Task details:
Word for word, print every entry below.

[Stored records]
[Start of Attachment]

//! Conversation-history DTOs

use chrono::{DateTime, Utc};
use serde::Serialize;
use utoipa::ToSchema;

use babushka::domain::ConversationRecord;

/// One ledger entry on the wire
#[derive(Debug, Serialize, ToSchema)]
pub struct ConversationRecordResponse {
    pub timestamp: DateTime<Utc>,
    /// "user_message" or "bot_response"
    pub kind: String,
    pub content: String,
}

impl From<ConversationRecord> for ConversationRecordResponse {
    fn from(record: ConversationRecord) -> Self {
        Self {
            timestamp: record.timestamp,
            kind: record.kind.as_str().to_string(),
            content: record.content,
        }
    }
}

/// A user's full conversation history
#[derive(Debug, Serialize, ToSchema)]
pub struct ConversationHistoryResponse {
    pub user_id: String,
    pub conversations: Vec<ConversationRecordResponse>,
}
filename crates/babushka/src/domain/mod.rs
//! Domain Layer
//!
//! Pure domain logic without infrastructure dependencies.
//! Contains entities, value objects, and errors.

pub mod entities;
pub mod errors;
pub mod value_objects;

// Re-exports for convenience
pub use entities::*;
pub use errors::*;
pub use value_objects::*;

[End of Attachment]

Response:
//! Conversation-history DTOs

use chrono::{DateTime, Utc};
use serde::Serialize;
use utoipa::ToSchema;

use babushka::domain::ConversationRecord;

/// One ledger entry on the wire
#[derive(Debug, Serialize, ToSchema)]
pub struct ConversationRecordResponse {
    pub timestamp: DateTime<Utc>,
    /// "user_message" or "bot_response"
    pub kind: String,
    pub content: String,
}

impl From<ConversationRecord> for ConversationRecordResponse {
    fn from(record: ConversationRecord) -> Self {
        Self {
            timestamp: record.timestamp,
            kind: record.kind.as_str().to_string(),
            content: record.content,
        }
    }
}

/// A user's full conversation history
#[derive(Debug, Serialize, ToSchema)]
pub struct ConversationHistoryResponse {
    pub user_id: String,
    pub conversations: Vec<ConversationRecordResponse>,
}
filename crates/babushka/src/domain/mod.rs
//! Domain Layer
//!
//! Pure domain logic without infrastructure dependencies.
//! Contains entities, value objects, and errors.

pub mod entities;
pub mod errors;
pub mod value_objects;

// Re-exports for convenience
pub use entities::*;
pub use errors::*;
pub use value_objects::*;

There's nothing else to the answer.